Все там сияло, сверкало, и свет был мягкий, неземной, такой, может, перед смертью полагается. Какая была красота в прекрасных, линеарных ликах, в глубокой грусти и печали, которую можно было прожить с этими людьми, и в их тайной радости.
Если они были правы, однажды мы все предстанем перед Господом, всем нашим миром, и какими же крохотными мы покажемся себе тогда. Я буду стоять рядом, например, с да Винчи и Чингисханом, но тогда у нас будет больше общего, чем различий.
Ой, какой там лился теплый свет, я даже на секунду забыл, что убил человека, да, убил его, когда он пытался продать мне партию наркоты, а потом грабануть меня по-тупому.

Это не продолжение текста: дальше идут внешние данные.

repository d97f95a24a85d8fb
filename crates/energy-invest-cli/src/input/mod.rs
pub mod file;
pub mod stdin;
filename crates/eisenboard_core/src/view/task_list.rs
//! Task list view: per-quadrant widget lists.
//!
//! # Responsibility
//! - Maintain the displayed item list for each quadrant.
//! - Mint stable element ids so the UI surface and drag controller can
//!   address individual items.
//!
//! # Invariants
//! - Widget order mirrors board order for every quadrant.
//! - `populate` is clear-then-append, so repopulating from a loaded board
//!   never duplicates items.

use crate::model::board::Board;
use crate::model::quadrant::Quadrant;
use crate::model::task::{Task, TaskId};

/// Element id of a quadrant's list container, `{quadrant}-list`.
pub fn list_element_id(quadrant: Quadrant) -> String {
    format!("{quadrant}-list")
}

/// Element id of a single task item, `task-{id}`.
pub fn task_element_id(id: TaskId) -> String {
    format!("task-{id}")
}

/// One displayed task item.
#[derive(Debug, Clone, PartialEq, Eq)]
pub struct TaskWidget {
    /// Board task this widget projects.
    pub task: TaskId,
    /// Stable element id used for addressing in the UI surface.
    pub element_id: String,
    /// Displayed text.
    pub label: String,
    /// Items are always created draggable.
    pub draggable: bool,
}

impl TaskWidget {
    fn new(task: &Task) -> Self {
        Self {
            task: task.id,
            element_id: task_element_id(task.id),
            label: task.label.clone(),
            draggable: true,
        }
    }

    /// Transferable reference emitted when a drag begins on this item.
    pub fn drag_payload(&self) -> TaskId {
        self.task
    }
}

/// The displayed lists for all four quadrants.
#[derive(Debug, Clone, Default)]
pub struct TaskListView {
    lists: [Vec<TaskWidget>; 4],
}

impl TaskListView {
    pub fn new() -> Self {
        Self::default()
    }

    /// Appends a widget for the task at the end of the quadrant's list.
    pub fn append(&mut self, quadrant: Quadrant, task: &Task) {
        self.lists[quadrant.index()].push(TaskWidget::new(task));
    }

    /// Removes the item from its current list and appends it to the end of
    /// the target list, label preserved.
    ///
    /// Returns `false` when no widget carries the given task id.
    pub fn relocate(&mut self, id: TaskId, target: Quadrant) -> bool {
        for quadrant in Quadrant::ALL {
            let list = &mut self.lists[quadrant.index()];
            if let Some(position) = list.iter().position(|widget| widget.task == id) {
                let widget = list.remove(position);
                self.lists[target.index()].push(widget);
                return true;
            }
        }
        false
    }

    /// Ordered labels of one displayed list, without mutating it.
    pub fn snapshot(&self, quadrant: Quadrant) -> Vec<String> {
        self.lists[quadrant.index()]
            .iter()
            .map(|widget| widget.label.clone())
            .collect()
    }

    /// Empties one displayed list.
    pub fn clear(&mut self, quadrant: Quadrant) {
        self.lists[quadrant.index()].clear();
    }

    /// Rebuilds every list from the board.
    ///
    /// Used when repopulating from storage at startup.
    pub fn populate(&mut self, board: &Board) {
        for quadrant in Quadrant::ALL {
            self.clear(quadrant);
            for task in board.tasks(quadrant) {
                self.append(quadrant, task);
            }
        }
    }

    /// Widgets of one quadrant in display order.
    pub fn widgets(&self, quadrant: Quadrant) -> &[TaskWidget] {
        &self.lists[quadrant.index()]
    }
}

#[cfg(test)]
mod tests {
    use super::{list_element_id, task_element_id, TaskListView};
    use crate::model::board::Board;
    use crate::model::quadrant::Quadrant;
    use crate::model::task::Task;

    #[test]
    fn element_id_conventions() {
        let task = Task::new("x");
        assert_eq!(
            list_element_id(Quadrant::UrgentImportant),
            "urgent-important-list"
        );
        assert_eq!(task_element_id(task.id), format!("task-{}", task.id));
    }

    #[test]
    fn appended_widgets_are_draggable_and_ordered() {
        let mut view = TaskListView::new();
        let first = Task::new("first");
        let second = Task::new("second");
        view.append(Quadrant::UrgentNotImportant, &first);
        view.append(Quadrant::UrgentNotImportant, &second);

        let widgets = view.widgets(Quadrant::UrgentNotImportant);
        assert_eq!(widgets.len(), 2);
        assert!(widgets.iter().all(|widget| widget.draggable));
        assert_eq!(widgets[0].drag_payload(), first.id);
        assert_eq!(
            view.snapshot(Quadrant::UrgentNotImportant),
            ["first", "second"]
        );
    }

    #[test]
    fn populate_twice_does_not_duplicate() {
        let mut board = Board::new();
        board.append(Quadrant::NotUrgentNotImportant, "only once");

        let mut view = TaskListView::new();
        view.populate(&board);
        view.populate(&board);

        assert_eq!(
            view.snapshot(Quadrant::NotUrgentNotImportant),
            ["only once"]
        );
    }

    #[test]
    fn relocate_moves_widget_to_end_of_target() {
        let mut view = TaskListView::new();
        let moving = Task::new("moving");
        let staying = Task::new("staying");
        view.append(Quadrant::UrgentImportant, &moving);
        view.append(Quadrant::NotUrgentImportant, &staying);

        assert!(view.relocate(moving.id, Quadrant::NotUrgentImportant));
        assert!(view.widgets(Quadrant::UrgentImportant).is_empty());
        assert_eq!(
            view.snapshot(Quadrant::NotUrgentImportant),
            ["staying", "moving"]
        );

        let stale = Task::new("never added");
        assert!(!view.relocate(stale.id, Quadrant::UrgentImportant));
    }
}
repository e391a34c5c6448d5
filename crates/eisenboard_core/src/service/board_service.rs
//! Board use-case service.
//!
//! # Responsibility
//! - Own the in-memory board and the store it is projected into.
//! - Apply the lenient persistence policy: absent or malformed persisted
//!   state loads as an empty board, and save failures are logged but never
//!   surfaced (best-effort local caching).
//!
//! # Invariants
//! - Every mutating operation persists before returning.
//! - `persist` is idempotent given the current board state.
//! - Task labels are user content and are never logged.

use crate::model::board::Board;
use crate::model::quadrant::Quadrant;
use crate::model::task::TaskId;
use crate::store::board_store::BoardStore;
use log::{info, warn};

/// Use-case service owning the board and its store projection.
pub struct BoardService<S: BoardStore> {
    store: S,
    board: Board,
}

impl<S: BoardStore> BoardService<S> {
    /// Loads persisted state at startup.
    ///
    /// Missing or malformed persisted data yields an empty board; the
    /// failure is logged and never surfaced.
    pub fn open(store: S) -> Self {
        let board = match store.load() {
            Ok(Some(board)) => {
                info!(
                    "event=board_load module=service status=ok tasks={}",
                    board.task_count()
                );
                board
            }
            Ok(None) => {
                info!("event=board_load module=service status=ok tasks=0 first_run=true");
                Board::new()
            }
            Err(err) => {
                warn!(
                    "event=board_load module=service status=degraded fallback=empty error={err}"
                );
                Board::new()
            }
        };

        Self { store, board }
    }

    /// Read access to the source of truth.
    pub fn board(&self) -> &Board {
        &self.board
    }

    /// Creates a task from free-text input plus the two priority flags.
    ///
    /// The label is trimmed first; a whitespace-only label is a silent
    /// no-op. On success the board is persisted and the new task's id and
    /// resolved quadrant are returned.
    pub fn add_task(
        &mut self,
        label: &str,
        urgent: bool,
        important: bool,
    ) -> Option<(TaskId, Quadrant)> {
        let trimmed = label.trim();
        if trimmed.is_empty() {
            return None;
        }

        let quadrant = Quadrant::classify(urgent, important);
        let id = self.board.append(quadrant, trimmed);
        info!(
            "event=task_add module=service status=ok quadrant={quadrant} tasks={}",
            self.board.task_count()
        );
        self.persist();
        Some((id, quadrant))
    }

    /// Transfers a task to the target quadrant and persists.
    ///
    /// Returns the source quadrant, or `None` when the id is stale (no
    /// board mutation, no save).
    pub fn relocate_task(&mut self, id: TaskId, target: Quadrant) -> Option<Quadrant> {
        let source = self.board.locate(id)?;
        if self.board.relocate(id, target).is_err() {
            return None;
        }
        info!("event=task_relocate module=service status=ok from={source} to={target}");
        self.persist();
        Some(source)
    }

    /// Best-effort save of the current board.
    ///
    /// Safe to call redundantly, e.g. once more at session end.
    pub fn persist(&self) {
        if let Err(err) = self.store.save(&self.board) {
            warn!("event=board_save module=service status=error error={err}");
        }
    }
}
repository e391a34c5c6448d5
//! Board persistence contract and SQLite implementation.
//!
//! # Responsibility
//! - Serialize the board to a single JSON document and back.
//! - Keep SQL details inside the core persistence boundary.
//!
//! # Invariants
//! - The persisted document maps each fixed quadrant identifier to an
//!   ordered array of task labels; entries absent from the document read
//!   back as empty lists.
//! - `save` overwrites the prior document atomically (single-row upsert).

use crate::db::DbError;
use crate::model::board::Board;
use crate::model::quadrant::Quadrant;
use rusqlite::{params, Connection, OptionalExtension};
use serde::{Deserialize, Serialize};
use std::error::Error;
use std::fmt::{Display, Formatter};

/// Key of the single board document in the `board_state` table.
const BOARD_STATE_KEY: &str = "board";

pub type StoreResult<T> = Result<T, StoreError>;

/// Errors from board persistence operations.
#[derive(Debug)]
pub enum StoreError {
    Db(DbError),
    /// Persisted document exists but is not a valid board snapshot.
    InvalidData(String),
}

impl Display for StoreError {
    fn fmt(&self, f: &mut Formatter<'_>) -> std::fmt::Result {
        match self {
            Self::Db(err) => write!(f, "{err}"),
            Self::InvalidData(message) => {
                write!(f, "invalid persisted board data: {message}")
            }
        }
    }
}

impl Error for StoreError {
    fn source(&self) -> Option<&(dyn Error + 'static)> {
        match self {
            Self::Db(err) => Some(err),
            Self::InvalidData(_) => None,
        }
    }
}

impl From<DbError> for StoreError {
    fn from(value: DbError) -> Self {
        Self::Db(value)
    }
}

impl From<rusqlite::Error> for StoreError {
    fn from(value: rusqlite::Error) -> Self {
        Self::Db(DbError::Sqlite(value))
    }
}

/// Persistence interface for the whole board.
pub trait BoardStore {
    /// Reads the persisted board, or `None` when nothing was ever saved.
    fn load(&self) -> StoreResult<Option<Board>>;
    /// Writes the board, replacing any prior document.
    fn save(&self, board: &Board) -> StoreResult<()>;
}

/// Wire shape of the persisted board document.
///
/// Field names are the four fixed quadrant identifiers. Missing entries
/// default to empty; unknown extra entries are ignored on read, which
/// keeps documents written by older layouts loadable.
#[derive(Debug, Default, Serialize, Deserialize)]
struct BoardDocument {
    #[serde(rename = "urgent-important", default)]
    urgent_important: Vec<String>,
    #[serde(rename = "not-urgent-important", default)]
    not_urgent_important: Vec<String>,
    #[serde(rename = "urgent-not-important", default)]
    urgent_not_important: Vec<String>,
    #[serde(rename = "not-urgent-not-important", default)]
    not_urgent_not_important: Vec<String>,
}

impl BoardDocument {
    fn from_board(board: &Board) -> Self {
        let mut document = Self::default();
        for quadrant in Quadrant::ALL {
            *document.list_mut(quadrant) = board.snapshot(quadrant);
        }
        document
    }

    fn into_board(mut self) -> Board {
        let mut board = Board::new();
        for quadrant in Quadrant::ALL {
            for label in std::mem::take(self.list_mut(quadrant)) {
                board.append(quadrant, label);
            }
        }
        board
    }

    fn list_mut(&mut self, quadrant: Quadrant) -> &mut Vec<String> {
        match quadrant {
            Quadrant::UrgentImportant => &mut self.urgent_important,
            Quadrant::NotUrgentImportant => &mut self.not_urgent_important,
            Quadrant::UrgentNotImportant => &mut self.urgent_not_important,
            Quadrant::NotUrgentNotImportant => &mut self.not_urgent_not_important,
        }
    }
}

/// SQLite-backed board store.
pub struct SqliteBoardStore<'conn> {
    conn: &'conn Connection,
}

impl<'conn> SqliteBoardStore<'conn> {
    pub fn new(conn: &'conn Connection) -> Self {
        Self { conn }
    }
}

impl BoardStore for SqliteBoardStore<'_> {
    fn load(&self) -> StoreResult<Option<Board>> {
        let raw: Option<String> = self
            .conn
            .query_row(
                "SELECT value FROM board_state WHERE key = ?1;",
                [BOARD_STATE_KEY],
                |row| row.get(0),
            )
            .optional()?;

        let Some(raw) = raw else {
            return Ok(None);
        };

        let document: BoardDocument = serde_json::from_str(&raw)
            .map_err(|err| StoreError::InvalidData(err.to_string()))?;
        Ok(Some(document.into_board()))
    }

    fn save(&self, board: &Board) -> StoreResult<()> {
        let document = BoardDocument::from_board(board);
        let raw = serde_json::to_string(&document)
            .map_err(|err| StoreError::InvalidData(err.to_string()))?;

        self.conn.execute(
            "INSERT INTO board_state (key, value)
             VALUES (?1, ?2)
             ON CONFLICT(key) DO UPDATE SET
                value = excluded.value,
                updated_at = (strftime('%s', 'now') * 1000);",
            params![BOARD_STATE_KEY, raw],
        )?;

        Ok(())
    }
}

#[cfg(test)]
mod tests {
    use super::BoardDocument;
    use crate::model::board::Board;
    use crate::model::quadrant::Quadrant;

    #[test]
    fn document_round_trip_preserves_order() {
        let mut board = Board::new();
        board.append(Quadrant::NotUrgentImportant, "A");
        board.append(Quadrant::NotUrgentImportant, "B");

        let document = BoardDocument::from_board(&board);
        let restored = document.into_board();

        assert_eq!(restored.snapshot(Quadrant::NotUrgentImportant), ["A", "B"]);
        assert_eq!(restored.task_count(), 2);
    }

    #[test]
    fn document_tolerates_missing_and_unknown_entries() {
        let raw = r#"{"urgent-important":["one"],"someday":["ignored"]}"#;
        let document: BoardDocument = serde_json::from_str(raw).unwrap();
        let board = document.into_board();

        assert_eq!(board.snapshot(Quadrant::UrgentImportant), ["one"]);
        assert_eq!(board.task_count(), 1);
    }
}
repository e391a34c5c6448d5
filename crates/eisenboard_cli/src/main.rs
//! CLI smoke entry point.
//!
//! # Responsibility
//! - Provide a minimal executable to verify `eisenboard_core` wiring.
//! - Keep output deterministic for quick local sanity checks.

use eisenboard_core::db::open_db_in_memory;
use eisenboard_core::{BoardService, Quadrant, SqliteBoardStore};

fn main() {
    println!("eisenboard_core version={}", eisenboard_core::core_version());

    let conn = match open_db_in_memory() {
        Ok(conn) => conn,
        Err(err) => {
            eprintln!("failed to open in-memory store: {err}");
            std::process::exit(1);
        }
    };

    let mut service = BoardService::open(SqliteBoardStore::new(&conn));
    let _ = service.add_task("probe task", true, true);
    service.persist();

    for quadrant in Quadrant::ALL {
        println!(
            "quadrant={quadrant} tasks={}",
            service.board().tasks(quadrant).len()
        );
    }
}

Я забыл об этом и стал легким-легким, перед глазами все плыло, на тысячи солнц распались огоньки искусственных свечей на люстре.
Люди ставили свечки – за здравие и за упокой. Подумал, может за упокой поставить? И вспомнилось все немедленно. Слезы у меня сами полились.
Я рухнул на колени перед деисусной композицией (как-то мне Эдит объясняла: это когда Дева Мария и Иоанн Креститель просят за всех нас помилования у Христа). Для деисуса, кстати, это было очень необычное произведение – Иисус не был изображен в виде великого судии, царя всего мира, как у Эдит в книжках. Он был распят.
И от этого мне стало еще пронзительнее, еще тяжелее, от какой-то его беззащитности, что ли, от того, каким она делала меня самого. Внизу горело множество свечей, и я все боялся затушить их слезами, как маленький мальчик.
Я смотрел на печальный, пронзительный лик Христа и думал о том, что я наделал, мне было больно и плохо, я плакал, как ребенок, осознавший впервые, что кому-то бывает больно от его дел.
Люди ходили мимо меня, не трогали, и я был им благодарен.
Когда девчонка стоит на коленях в церкви и плачет, всем понятно – аборт сделала. А когда мужик? Ну, может, с войны.
А я с войны как бы, причем на нее я пошел добровольцем, а война эта несправедливая, ой несправедливая. Боль одна от нее, во все четыре стороны, всем больно.